Action item:
Every line of the data must appear again in the answer, exactly as written.

The records:
--- START ---

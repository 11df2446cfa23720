use serde::{Deserialize, Serialize};

/// A message exchanged with the peer over the group-messaging bus. The wire
/// representation is a 4-byte big-endian tag (see `colod-group`); this type is the
/// in-process representation used by the orchestrator.
#[derive(Debug, Clone, Copy, PartialEq, Eq, Hash, Serialize, Deserialize)]
#[repr(u32)]
pub enum PeerMessage {
    Failover = 0,
    Failed = 1,
    Hello = 2,
    Yellow = 3,
    Unyellow = 4,
}

impl PeerMessage {
    pub const ALL: [PeerMessage; 5] = [
        PeerMessage::Failover,
        PeerMessage::Failed,
        PeerMessage::Hello,
        PeerMessage::Yellow,
        PeerMessage::Unyellow,
    ];

    pub fn to_tag(self) -> u32 {
        self as u32
    }

    pub fn from_tag(tag: u32) -> Option<Self> {
        Some(match tag {
            0 => Self::Failover,
            1 => Self::Failed,
            2 => Self::Hello,
            3 => Self::Yellow,
            4 => Self::Unyellow,
            _ => return None,
        })
    }
}
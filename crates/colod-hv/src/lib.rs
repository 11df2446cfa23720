//! The hypervisor control channel: line-framed JSON request/reply over the main
//! stream, an unsolicited event stream, and a yank side-channel, with timeout
//! escalation across pausing operations.
mod channel;
mod raise_timeout;
mod wire;

pub use channel::{HypervisorChannel, InterruptSource};
pub use raise_timeout::run as run_raise_timeout;
pub use wire::{event_name_pattern, matches_pattern, migration_status_pattern, HvCommand, HvEvent, HvLine, HvReply};

#[cfg(test)]
mod tests;
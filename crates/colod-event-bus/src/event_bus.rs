use crate::{tid, Receiver};

use std::{
    any::{Any, TypeId},
    collections::HashMap,
};

use flume as channel;

type InnerSender = channel::Sender<Box<dyn BusEvent>>;
type InnerReceiver = channel::Receiver<Box<dyn BusEvent>>;

/// Trait for events that can be sent through the event bus. Use the [`crate::Event`]
/// derive macro to implement it.
///
/// Declares an `as_any` method returning `&dyn Any`, used to downcast an event back to
/// its concrete type on [`Receiver::recv`].
pub trait BusEvent: Send {
    fn as_any(&self) -> &dyn Any;
}

/// A typed, multi-channel event bus backed by [`flume`]. One channel is registered per
/// event type; subscribers receive only the event type they registered for.
///
/// # Examples
/// ```
/// use event_bus::{EventBus, BusEvent};
/// use event_bus_macros::Event;
///
/// #[derive(Clone, Event)]
/// struct LinkChanged {
///    up: bool,
/// }
///
/// # tokio_test::block_on(async {
/// let mut bus = EventBus::default();
/// bus.register::<LinkChanged>(None);
///
/// let mut receiver = bus.subscribe::<LinkChanged>();
/// bus.send(LinkChanged { up: false }).await;
///
/// let event = receiver.recv().await.unwrap();
/// # });
/// ```
#[derive(Clone, Default, Debug)]
pub struct EventBus {
    txs: HashMap<TypeId, InnerSender>,
    rxs: HashMap<TypeId, InnerReceiver>,
}

impl EventBus {
    /// Registers a channel for `E`. `channel_size` bounds it; `None` is unbounded.
    /// A no-op returning `true` if `E` is already registered, `false` otherwise.
    pub fn register<E: BusEvent + Clone + 'static>(&mut self, channel_size: Option<usize>) -> bool {
        if self.txs.contains_key(&tid::<E>()) {
            return true;
        }

        let (tx, rx) = match channel_size {
            Some(size) => channel::bounded::<Box<dyn BusEvent>>(size),
            None => channel::unbounded::<Box<dyn BusEvent>>(),
        };

        self.txs.insert(tid::<E>(), tx);
        self.rxs.insert(tid::<E>(), rx);

        false
    }

    /// Returns a [`Receiver`] for `E`. Panics if `E` was never [`EventBus::register`]ed.
    pub fn subscribe<E: BusEvent + Clone + 'static>(&self) -> Receiver<E> {
        let rx = self
            .rxs
            .get(&tid::<E>())
            .expect("channel for event must be registered before subscribing")
            .clone();

        Receiver::new(rx)
    }

    /// Publishes `event` to every subscriber of `E`. Panics if `E` was never
    /// [`EventBus::register`]ed.
    pub async fn send<E: BusEvent + 'static>(&self, event: E) {
        let channel = self
            .txs
            .get(&tid::<E>())
            .expect("channel for event must be registered before sending");

        channel
            .send_async(Box::new(event))
            .await
            .expect("event channel closed while a sender was still live");
    }
}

--- END ---

Result for this task:
repository 11df2446cfa23720
use serde::{Deserialize, Serialize};

/// A message exchanged with the peer over the group-messaging bus. The wire
/// representation is a 4-byte big-endian tag (see `colod-group`); this type is the
/// in-process representation used by the orchestrator.
#[derive(Debug, Clone, Copy, PartialEq, Eq, Hash, Serialize, Deserialize)]
#[repr(u32)]
pub enum PeerMessage {
    Failover = 0,
    Failed = 1,
    Hello = 2,
    Yellow = 3,
    Unyellow = 4,
}

impl PeerMessage {
    pub const ALL: [PeerMessage; 5] = [
        PeerMessage::Failover,
        PeerMessage::Failed,
        PeerMessage::Hello,
        PeerMessage::Yellow,
        PeerMessage::Unyellow,
    ];

    pub fn to_tag(self) -> u32 {
        self as u32
    }

    pub fn from_tag(tag: u32) -> Option<Self> {
        Some(match tag {
            0 => Self::Failover,
            1 => Self::Failed,
            2 => Self::Hello,
            3 => Self::Yellow,
            4 => Self::Unyellow,
            _ => return None,
        })
    }
}
filename crates/colod-hv/src/lib.rs
repository 11df2446cfa23720
//! The hypervisor control channel: line-framed JSON request/reply over the main
//! stream, an unsolicited event stream, and a yank side-channel, with timeout
//! escalation across pausing operations.
mod channel;
mod raise_timeout;
mod wire;

pub use channel::{HypervisorChannel, InterruptSource};
pub use raise_timeout::run as run_raise_timeout;
pub use wire::{event_name_pattern, matches_pattern, migration_status_pattern, HvCommand, HvEvent, HvLine, HvReply};

#[cfg(test)]
mod tests;
filename crates/colod-event-bus/src/event_bus.rs
use crate::{tid, Receiver};

use std::{
    any::{Any, TypeId},
    collections::HashMap,
};

use flume as channel;

type InnerSender = channel::Sender<Box<dyn BusEvent>>;
type InnerReceiver = channel::Receiver<Box<dyn BusEvent>>;

/// Trait for events that can be sent through the event bus. Use the [`crate::Event`]
/// derive macro to implement it.
///
/// Declares an `as_any` method returning `&dyn Any`, used to downcast an event back to
/// its concrete type on [`Receiver::recv`].
pub trait BusEvent: Send {
    fn as_any(&self) -> &dyn Any;
}

/// A typed, multi-channel event bus backed by [`flume`]. One channel is registered per
/// event type; subscribers receive only the event type they registered for.
///
/// # Examples
/// ```
/// use event_bus::{EventBus, BusEvent};
/// use event_bus_macros::Event;
///
/// #[derive(Clone, Event)]
/// struct LinkChanged {
///    up: bool,
/// }
///
/// # tokio_test::block_on(async {
/// let mut bus = EventBus::default();
/// bus.register::<LinkChanged>(None);
///
/// let mut receiver = bus.subscribe::<LinkChanged>();
/// bus.send(LinkChanged { up: false }).await;
///
/// let event = receiver.recv().await.unwrap();
/// # });
/// ```
#[derive(Clone, Default, Debug)]
pub struct EventBus {
    txs: HashMap<TypeId, InnerSender>,
    rxs: HashMap<TypeId, InnerReceiver>,
}

impl EventBus {
    /// Registers a channel for `E`. `channel_size` bounds it; `None` is unbounded.
    /// A no-op returning `true` if `E` is already registered, `false` otherwise.
    pub fn register<E: BusEvent + Clone + 'static>(&mut self, channel_size: Option<usize>) -> bool {
        if self.txs.contains_key(&tid::<E>()) {
            return true;
        }

        let (tx, rx) = match channel_size {
            Some(size) => channel::bounded::<Box<dyn BusEvent>>(size),
            None => channel::unbounded::<Box<dyn BusEvent>>(),
        };

        self.txs.insert(tid::<E>(), tx);
        self.rxs.insert(tid::<E>(), rx);

        false
    }

    /// Returns a [`Receiver`] for `E`. Panics if `E` was never [`EventBus::register`]ed.
    pub fn subscribe<E: BusEvent + Clone + 'static>(&self) -> Receiver<E> {
        let rx = self
            .rxs
            .get(&tid::<E>())
            .expect("channel for event must be registered before subscribing")
            .clone();

        Receiver::new(rx)
    }

    /// Publishes `event` to every subscriber of `E`. Panics if `E` was never
    /// [`EventBus::register`]ed.
    pub async fn send<E: BusEvent + 'static>(&self, event: E) {
        let channel = self
            .txs
            .get(&tid::<E>())
            .expect("channel for event must be registered before sending");

        channel
            .send_async(Box::new(event))
            .await
            .expect("event channel closed while a sender was still live");
    }
}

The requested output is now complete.